Pois fique. Nesse tempo todo tive que esconder as cebolas nesta casa. De dia, fazia pratos acebolados só para mim e ainda tinha que comer tudo antes de você chegar. Lembra quando eu engordei? Foi uma torta de cebola que levou dias para acabar. Foram seis anos nesse sofrimento. Seis anos! Pois se eu vivi sem comer cebola por sua causa, você pode passar os próximos seis anos comendo por minha causa.
Ficou maluca? Já sei. É uma brincadeira.
Não. Eu nunca falei tão sério.
Quer dizer que você é mesmo louca por cebola? Desde quando?
Desde sempre. O namoro, o noivado... A gente saía para jantar e eu sofrendo por dentro, porque em todo lugar tinha bife acebolado. Eu sempre quis pedir, mas aí tinha a sua... ahn... mania.
Ah, agora é uma mania.
E não é?
Claro que não. É diferente. Cebola me faz passar mal. Você viu da última vez em que comi, fui parar no hospital de tanto vomitar. E tem aquele barulhinho que me dá nervoso só de pensar.
Sabe o que eu acho? Que isso é frescura de filho único.
O que eu ser filho único tem a ver?
É cheio de manias. E tem uma coisa:
O quê?
Eu falei sério de que vai ter cebola nessa casa. Hoje tem bife acebolado no jantar.
Não quis mais conversa e foi para o bar. Ainda era cedo e começou a beber sozinho. Chegaram os amigos que ficam até tarde no trabalho, entre eles Nestor. Conhecia Nestor desde que os dois eram crianças. Uma vez namoraram duas irmãs gêmeas, mas isso é outra história.
Ela quer acabar comigo, Nestor – ele disse, já meio bêbado. Agora esse negócio de comer cebola... Como vou agüentar o hálito? Tô ferrado. Nunca mais vou beijar a minha mulher.
Vai se acostumar. Na vida, a gente se acostuma com tudo.
Quer saber? Vou pedir o divórcio.
Mas deixa de frescura, Luiz. É só uma cebolinha. Vai bem com tudo. Diz pra ela fazer picadinha que nem vai sentir.
Até tu? Porra, quantas vezes vou ter que dizer? Eu não como cebola e nunca vou comer.
Vai ter que comer. Ou tu não pensou por que ela está fazendo isso?
Não. Só que ela gosta de cebola.
Mas por que surgiu isso logo agora e não antes? Sabe o que eu acho? Tu devia abrir o olho. O amor dela está acabando. Já que o amor diminuiu, ela não quer mais fazer certos sacrifícios.
Lembrou de Carmen nos restaurantes mandando voltar pratos porque tinham vindo com cebola. Carmen, do corpo bem feito que os amigos olhavam gulosos nas festas. Carmen, que era a mulher mais bonita da festa de casamento. Os cabelos pretos e um rosto meio selvagem, feito Dolores Del Rio. "Sou um idiota", disse para Nestor, no carro, de carona para casa.

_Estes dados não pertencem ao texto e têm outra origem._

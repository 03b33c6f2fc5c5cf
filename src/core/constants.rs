//! Constants shared across the analysis pipeline.

/// Extra pixels included around a detection box when cropping a region
/// for text recognition. Axis labels are often tight crops and a small
/// margin measurably improves recognition.
pub const DEFAULT_CROP_PADDING: u32 = 4;

/// Prefix used for bar names synthesized when no usable x-axis labels
/// were extracted.
pub const DEFAULT_BAR_NAME_PREFIX: &str = "Bar";
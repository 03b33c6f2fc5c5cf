//! Error types for chart analysis.
//!
//! This module defines the error taxonomy shared by the registry, the
//! calibration engine, and the text extraction adapter, along with utility
//! constructors for building errors with context. Every error here is
//! recoverable at the request boundary: failed operations leave analyzer
//! state unchanged.

use thiserror::Error;

/// The two scalar reference values a chart calibration is derived from.
///
/// Used by [`ChartError::Calibration`] to identify which value failed to
/// convert to a number.
#[derive(Debug, Clone, Copy, PartialEq, Eq)]
pub enum ReferenceField {
    /// The value printed at the chart origin (y-axis baseline).
    Origin,
    /// The value printed at the top of the y-axis.
    Ymax,
}

impl std::fmt::Display for ReferenceField {
    fn fmt(&self, f: &mut std::fmt::Formatter<'_>) -> std::fmt::Result {
        match self {
            ReferenceField::Origin => write!(f, "origin"),
            ReferenceField::Ymax => write!(f, "ymax"),
        }
    }
}

/// Enum representing the failures that can occur while organizing
/// detections or deriving measurements from them.
#[derive(Error, Debug)]
pub enum ChartError {
    /// A rectangle whose corners are not strictly ordered.
    #[error("invalid box coordinates: ({x1}, {y1})..({x2}, {y2}) requires x1 < x2 and y1 < y2")]
    InvalidBox {
        /// Left edge as supplied.
        x1: f32,
        /// Top edge as supplied.
        y1: f32,
        /// Right edge as supplied.
        x2: f32,
        /// Bottom edge as supplied.
        y2: f32,
    },

    /// A category label outside the fixed set.
    #[error("unknown category: '{name}'")]
    UnknownCategory {
        /// The label as supplied.
        name: String,
    },

    /// A required field was absent from an add-box payload.
    #[error("missing required field: '{field}'")]
    MissingField {
        /// The name of the absent field.
        field: &'static str,
    },

    /// An operation referenced an id the registry does not hold.
    #[error("no entity with id '{id}'")]
    NotFound {
        /// The id as supplied.
        id: String,
    },

    /// Strict-mode ingestion rejected a detection set. The previous
    /// registry contents are left untouched.
    #[error("strict ingestion rejected detection set: {message}")]
    StrictIngest {
        /// What was missing or duplicated.
        message: String,
    },

    /// Measurement was requested before every required component was
    /// available.
    #[error("measurement not ready: missing components: {}", .missing.join(", "))]
    NotReady {
        /// Names of the required components that are still absent.
        missing: Vec<String>,
    },

    /// A bar rename whose name list does not line up with the bars.
    #[error("bar name count mismatch: {actual} names for {expected} bars")]
    BarNameCount {
        /// Number of bars currently in the registry.
        expected: usize,
        /// Number of names supplied.
        actual: usize,
    },

    /// A reference value that does not convert to a finite number.
    #[error("calibration value for {field} is not numeric: '{text}'")]
    Calibration {
        /// Which reference value failed.
        field: ReferenceField,
        /// The raw text that failed to convert.
        text: String,
    },

    /// The text recognition engine failed on a cropped region.
    #[error("text recognition failed: {context}")]
    Recognition {
        /// What was being recognized when the engine failed.
        context: String,
        /// The underlying engine error.
        #[source]
        source: Box<dyn std::error::Error + Send + Sync>,
    },

    /// Error occurred while loading or decoding an image.
    #[error("image load")]
    ImageLoad(#[from] image::ImageError),

    /// IO error.
    #[error("io")]
    Io(#[from] std::io::Error),
}

impl ChartError {
    /// Creates an error for a rectangle with unordered corners.
    pub fn invalid_box(x1: f32, y1: f32, x2: f32, y2: f32) -> Self {
        Self::InvalidBox { x1, y1, x2, y2 }
    }

    /// Creates an error for a category label outside the fixed set.
    pub fn unknown_category(name: impl Into<String>) -> Self {
        Self::UnknownCategory { name: name.into() }
    }

    /// Creates an error for an id the registry does not hold.
    pub fn not_found(id: impl Into<String>) -> Self {
        Self::NotFound { id: id.into() }
    }

    /// Creates an error for a recognition engine failure, naming the
    /// region that was being read.
    pub fn recognition(
        context: impl Into<String>,
        error: impl std::error::Error + Send + Sync + 'static,
    ) -> Self {
        Self::Recognition {
            context: context.into(),
            source: Box::new(error),
        }
    }
}

/// Result alias used throughout the crate.
pub type ChartResult<T> = Result<T, ChartError>;

#[cfg(test)]
mod tests {
    use super::*;

    #[test]
    fn test_not_ready_lists_components() {
        let err = ChartError::NotReady {
            missing: vec!["yaxis".to_string(), "origin".to_string()],
        };
        assert_eq!(
            err.to_string(),
            "measurement not ready: missing components: yaxis, origin"
        );
    }

    #[test]
    fn test_calibration_names_field_and_text() {
        let err = ChartError::Calibration {
            field: ReferenceField::Ymax,
            text: "1OO".to_string(),
        };
        assert_eq!(
            err.to_string(),
            "calibration value for ymax is not numeric: '1OO'"
        );
    }

    #[test]
    fn test_invalid_box_display() {
        let err = ChartError::invalid_box(10.0, 5.0, 10.0, 20.0);
        assert!(err.to_string().contains("x1 < x2"));
    }
}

Da porta, ouviu a mulher roncando no quarto. Foi primeiro até a cozinha. Ao acender a luz, viu as cebolas ainda sobre a mesa da sala. O jantar ficou no fogão, coberto com um prato, grandes pedaços de cebola frita junto com o bife. Com um garfo, ele pescou um pedaço pingando de molho do bife. A cebola retorcida lhe lembrou uma minhoca. Respirou fundo e a pôs na boca. Mastigou depressa e engoliu. Depois, pegou outro pedaço e fez a mesma coisa. E mais uma vez e outra, até que acabaram os pedaços. Voltou à sala e pegou as cebolas cruas. Ali mesmo, começou a mordê-las, como se fossem maçãs. A boca aos poucos começou a ficar dormente. O gosto, pensou, nem está tão ruim, mas o estômago continuou revirando até que terminou de engolir tudo. No último pedaço, de joelhos, cercado por pedaços que caíram da bca, babava e chorava. Babava e chorava. Babava e chorava.